:: Exercise details ::
Within these records, how many lines hold "TwilioNotifier"? Give the number alone.

:: Input data ::
————
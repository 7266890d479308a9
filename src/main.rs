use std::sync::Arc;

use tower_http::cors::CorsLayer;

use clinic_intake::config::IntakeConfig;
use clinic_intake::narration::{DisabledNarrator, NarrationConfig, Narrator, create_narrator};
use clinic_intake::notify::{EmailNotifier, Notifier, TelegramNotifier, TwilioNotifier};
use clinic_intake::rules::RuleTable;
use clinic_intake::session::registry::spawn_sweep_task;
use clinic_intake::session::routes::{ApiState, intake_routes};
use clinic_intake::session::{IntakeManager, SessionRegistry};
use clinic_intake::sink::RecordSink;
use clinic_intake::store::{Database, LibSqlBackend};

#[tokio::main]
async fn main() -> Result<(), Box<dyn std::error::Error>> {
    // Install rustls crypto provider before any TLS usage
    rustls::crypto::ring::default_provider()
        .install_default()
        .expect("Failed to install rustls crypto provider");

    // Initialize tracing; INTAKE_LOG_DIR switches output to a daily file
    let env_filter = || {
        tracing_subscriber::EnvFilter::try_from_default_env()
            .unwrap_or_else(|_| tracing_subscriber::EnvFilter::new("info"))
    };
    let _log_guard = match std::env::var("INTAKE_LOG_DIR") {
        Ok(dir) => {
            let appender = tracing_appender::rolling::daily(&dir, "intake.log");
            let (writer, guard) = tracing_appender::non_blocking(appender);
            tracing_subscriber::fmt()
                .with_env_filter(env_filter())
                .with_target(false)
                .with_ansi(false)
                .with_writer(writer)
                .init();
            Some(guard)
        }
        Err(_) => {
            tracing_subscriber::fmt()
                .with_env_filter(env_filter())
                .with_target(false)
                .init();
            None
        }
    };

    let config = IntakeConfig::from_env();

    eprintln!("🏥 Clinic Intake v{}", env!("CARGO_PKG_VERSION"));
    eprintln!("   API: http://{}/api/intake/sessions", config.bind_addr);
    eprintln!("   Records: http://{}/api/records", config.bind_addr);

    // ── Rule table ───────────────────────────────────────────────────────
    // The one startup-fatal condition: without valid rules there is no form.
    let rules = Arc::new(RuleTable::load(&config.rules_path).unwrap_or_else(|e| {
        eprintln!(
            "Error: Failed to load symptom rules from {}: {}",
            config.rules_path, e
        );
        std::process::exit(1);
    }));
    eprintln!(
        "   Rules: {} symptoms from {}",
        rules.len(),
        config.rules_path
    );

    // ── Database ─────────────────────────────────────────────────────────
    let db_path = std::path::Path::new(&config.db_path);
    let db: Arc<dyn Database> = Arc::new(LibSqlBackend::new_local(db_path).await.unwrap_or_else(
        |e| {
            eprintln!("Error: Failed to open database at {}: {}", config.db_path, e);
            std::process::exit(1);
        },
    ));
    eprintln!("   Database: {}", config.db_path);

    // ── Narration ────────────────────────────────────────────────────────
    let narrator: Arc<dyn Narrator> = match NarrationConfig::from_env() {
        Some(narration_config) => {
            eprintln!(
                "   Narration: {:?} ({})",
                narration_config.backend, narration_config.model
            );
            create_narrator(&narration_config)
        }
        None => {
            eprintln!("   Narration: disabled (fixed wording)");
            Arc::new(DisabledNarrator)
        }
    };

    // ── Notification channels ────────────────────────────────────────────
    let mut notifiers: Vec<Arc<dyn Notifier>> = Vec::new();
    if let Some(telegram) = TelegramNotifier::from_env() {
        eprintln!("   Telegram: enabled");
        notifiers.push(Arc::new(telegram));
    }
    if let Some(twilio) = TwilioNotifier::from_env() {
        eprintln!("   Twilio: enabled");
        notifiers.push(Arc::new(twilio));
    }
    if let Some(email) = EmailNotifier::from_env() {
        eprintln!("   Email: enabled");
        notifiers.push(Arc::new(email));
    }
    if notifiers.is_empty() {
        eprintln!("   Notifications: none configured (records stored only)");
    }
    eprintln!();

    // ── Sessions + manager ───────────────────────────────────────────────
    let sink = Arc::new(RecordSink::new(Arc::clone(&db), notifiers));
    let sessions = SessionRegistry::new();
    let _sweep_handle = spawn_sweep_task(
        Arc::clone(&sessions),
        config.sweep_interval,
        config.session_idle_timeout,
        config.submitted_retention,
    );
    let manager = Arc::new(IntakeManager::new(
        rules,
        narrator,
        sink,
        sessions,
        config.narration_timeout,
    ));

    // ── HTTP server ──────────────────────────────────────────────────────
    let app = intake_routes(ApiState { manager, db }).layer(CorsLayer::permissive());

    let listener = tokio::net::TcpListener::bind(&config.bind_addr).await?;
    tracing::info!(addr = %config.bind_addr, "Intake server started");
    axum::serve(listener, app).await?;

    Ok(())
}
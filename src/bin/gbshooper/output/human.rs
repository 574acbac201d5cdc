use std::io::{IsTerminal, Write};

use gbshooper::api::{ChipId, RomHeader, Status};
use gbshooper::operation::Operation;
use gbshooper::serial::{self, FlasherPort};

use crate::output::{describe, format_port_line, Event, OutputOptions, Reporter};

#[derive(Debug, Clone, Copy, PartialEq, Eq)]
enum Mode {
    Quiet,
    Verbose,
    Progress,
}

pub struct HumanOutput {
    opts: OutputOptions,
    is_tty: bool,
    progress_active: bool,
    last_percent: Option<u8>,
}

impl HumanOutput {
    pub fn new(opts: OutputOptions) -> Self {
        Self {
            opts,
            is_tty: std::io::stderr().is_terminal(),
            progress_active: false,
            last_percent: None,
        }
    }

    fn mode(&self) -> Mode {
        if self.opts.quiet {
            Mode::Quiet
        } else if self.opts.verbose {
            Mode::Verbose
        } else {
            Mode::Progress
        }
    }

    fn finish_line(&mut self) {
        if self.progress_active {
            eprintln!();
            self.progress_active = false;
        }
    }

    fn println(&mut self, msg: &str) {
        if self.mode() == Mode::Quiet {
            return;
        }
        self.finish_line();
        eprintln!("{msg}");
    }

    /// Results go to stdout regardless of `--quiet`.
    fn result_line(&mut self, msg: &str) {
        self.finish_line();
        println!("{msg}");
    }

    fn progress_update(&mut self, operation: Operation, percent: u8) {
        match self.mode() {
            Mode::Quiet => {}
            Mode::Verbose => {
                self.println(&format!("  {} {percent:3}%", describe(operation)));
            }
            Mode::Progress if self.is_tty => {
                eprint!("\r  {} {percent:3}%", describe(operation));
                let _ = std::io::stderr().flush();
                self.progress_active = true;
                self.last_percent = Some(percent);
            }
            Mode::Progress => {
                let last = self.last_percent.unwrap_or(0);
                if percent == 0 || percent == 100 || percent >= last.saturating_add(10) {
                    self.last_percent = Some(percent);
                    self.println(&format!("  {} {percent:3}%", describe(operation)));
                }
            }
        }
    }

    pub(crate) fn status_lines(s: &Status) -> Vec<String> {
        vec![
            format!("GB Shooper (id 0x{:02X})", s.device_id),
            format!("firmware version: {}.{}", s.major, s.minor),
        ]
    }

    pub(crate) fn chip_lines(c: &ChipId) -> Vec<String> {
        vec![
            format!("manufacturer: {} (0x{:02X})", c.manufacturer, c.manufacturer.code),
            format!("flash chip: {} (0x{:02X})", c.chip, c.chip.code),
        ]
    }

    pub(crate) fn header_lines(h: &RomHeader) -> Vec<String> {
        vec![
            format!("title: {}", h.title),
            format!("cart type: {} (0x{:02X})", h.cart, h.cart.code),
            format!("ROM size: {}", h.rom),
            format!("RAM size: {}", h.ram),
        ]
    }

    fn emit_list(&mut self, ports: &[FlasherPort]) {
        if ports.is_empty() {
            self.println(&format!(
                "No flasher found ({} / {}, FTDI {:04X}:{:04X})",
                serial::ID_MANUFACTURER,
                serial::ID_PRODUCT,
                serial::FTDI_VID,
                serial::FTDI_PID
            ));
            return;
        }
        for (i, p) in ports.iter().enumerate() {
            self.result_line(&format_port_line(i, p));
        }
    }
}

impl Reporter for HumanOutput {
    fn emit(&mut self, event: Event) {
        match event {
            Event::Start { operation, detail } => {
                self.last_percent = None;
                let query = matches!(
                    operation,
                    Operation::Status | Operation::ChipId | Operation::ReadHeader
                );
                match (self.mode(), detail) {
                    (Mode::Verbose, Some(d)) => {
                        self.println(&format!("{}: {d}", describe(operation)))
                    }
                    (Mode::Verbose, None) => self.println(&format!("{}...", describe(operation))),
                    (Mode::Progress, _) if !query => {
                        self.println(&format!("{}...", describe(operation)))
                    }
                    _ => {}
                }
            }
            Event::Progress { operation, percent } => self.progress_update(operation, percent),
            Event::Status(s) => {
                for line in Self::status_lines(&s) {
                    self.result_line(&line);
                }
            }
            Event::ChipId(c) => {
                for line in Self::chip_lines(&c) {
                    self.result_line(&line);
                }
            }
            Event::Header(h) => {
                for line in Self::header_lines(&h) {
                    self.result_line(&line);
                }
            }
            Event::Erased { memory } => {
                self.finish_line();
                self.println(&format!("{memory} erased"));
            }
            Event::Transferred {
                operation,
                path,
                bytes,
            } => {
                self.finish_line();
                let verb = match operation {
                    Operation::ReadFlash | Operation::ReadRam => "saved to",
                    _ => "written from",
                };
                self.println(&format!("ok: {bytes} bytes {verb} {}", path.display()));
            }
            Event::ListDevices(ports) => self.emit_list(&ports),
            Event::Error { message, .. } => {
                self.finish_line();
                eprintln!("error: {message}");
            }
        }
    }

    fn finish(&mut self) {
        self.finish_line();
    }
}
————
:: Exercise result ::
2